>>>>

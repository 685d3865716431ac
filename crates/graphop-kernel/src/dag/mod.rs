use crate::error::{GraphError, Inconsistency};
use graphop_schema::ModelRef;
use petgraph::algo::toposort;
use petgraph::graphmap::DiGraphMap;
use petgraph::Direction;
use std::collections::HashMap;

/// Must-go-first relation among objects
///
/// An edge `a -> b` means `a` has to be handled before `b`; for deletions,
/// `a` holds a non-nullable link to `b`.
#[derive(Debug, Default, Clone)]
pub struct DependencyGraph {
    inner: DiGraphMap<ModelRef, ()>,
}

impl DependencyGraph {
    pub fn new() -> Self {
        Self::default()
    }

    pub fn add_node(&mut self, node: ModelRef) {
        self.inner.add_node(node);
    }

    /// Self-references impose no order and are skipped.
    pub fn add_edge(&mut self, from: ModelRef, to: ModelRef) {
        if from != to {
            self.inner.add_edge(from, to, ());
        }
    }

    pub fn node_count(&self) -> usize {
        self.inner.node_count()
    }

    pub fn edge_count(&self) -> usize {
        self.inner.edge_count()
    }

    pub fn topological_sort(&self) -> Result<Vec<ModelRef>, GraphError> {
        toposort(&self.inner, None).map_err(|cycle| {
            GraphError::from(Inconsistency::DeletionCycle {
                at: cycle.node_id(),
            })
        })
    }

    /// Nodes grouped by depth: every node sits in a later layer than all of
    /// its predecessors. Within a layer nodes keep the order of `rank`, or
    /// insertion order for unranked nodes.
    pub fn layers(&self, rank: &HashMap<ModelRef, usize>) -> Result<Vec<Vec<ModelRef>>, GraphError> {
        let order = self.topological_sort()?;
        let mut depth: HashMap<ModelRef, usize> = HashMap::with_capacity(order.len());
        let mut layers: Vec<Vec<ModelRef>> = Vec::new();
        for node in order {
            let d = self
                .inner
                .neighbors_directed(node, Direction::Incoming)
                .filter_map(|pred| depth.get(&pred).map(|p| p + 1))
                .max()
                .unwrap_or(0);
            depth.insert(node, d);
            if layers.len() <= d {
                layers.resize_with(d + 1, Vec::new);
            }
            layers[d].push(node);
        }
        for layer in &mut layers {
            layer.sort_by_key(|n| rank.get(n).copied().unwrap_or(usize::MAX));
        }
        Ok(layers)
    }

    /// Nodes nothing has to precede
    pub fn entry_nodes(&self) -> Vec<ModelRef> {
        self.inner
            .nodes()
            .filter(|n| self.inner.neighbors_directed(*n, Direction::Incoming).next().is_none())
            .collect()
    }
}

#[cfg(test)]
mod tests {
    use super::*;
    use graphop_schema::{ClassSpec, SchemaBuilder};

    fn refs(n: u64) -> Vec<ModelRef> {
        let schema = SchemaBuilder::new().class(ClassSpec::new("Thing")).build().unwrap();
        let class = schema.resolve("Thing").unwrap();
        (0..n).map(|id| ModelRef::new(class, id)).collect()
    }

    #[test]
    fn layers_respect_edges() {
        let r = refs(4);
        let mut g = DependencyGraph::new();
        for n in &r {
            g.add_node(*n);
        }
        g.add_edge(r[0], r[1]);
        g.add_edge(r[1], r[2]);
        g.add_edge(r[0], r[2]);

        let rank: HashMap<_, _> = r.iter().enumerate().map(|(i, n)| (*n, i)).collect();
        let layers = g.layers(&rank).unwrap();
        assert_eq!(layers, vec![vec![r[0], r[3]], vec![r[1]], vec![r[2]]]);
        assert_eq!(g.entry_nodes().len(), 2);
    }

    #[test]
    fn cycles_are_inconsistent() {
        let r = refs(2);
        let mut g = DependencyGraph::new();
        g.add_edge(r[0], r[1]);
        g.add_edge(r[1], r[0]);
        let err = g.topological_sort().unwrap_err();
        assert!(matches!(err, GraphError::Inconsistency(Inconsistency::DeletionCycle { .. })));
    }

    #[test]
    fn self_loops_are_ignored() {
        let r = refs(1);
        let mut g = DependencyGraph::new();
        g.add_edge(r[0], r[0]);
        assert_eq!(g.edge_count(), 0);
        assert!(g.topological_sort().is_ok());
    }
}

<<<<

For the string "Direction", return every line of the data where it appears.

## RESPONSE
use petgraph::Direction;
                .neighbors_directed(node, Direction::Incoming)
            .filter(|n| self.inner.neighbors_directed(*n, Direction::Incoming).next().is_none())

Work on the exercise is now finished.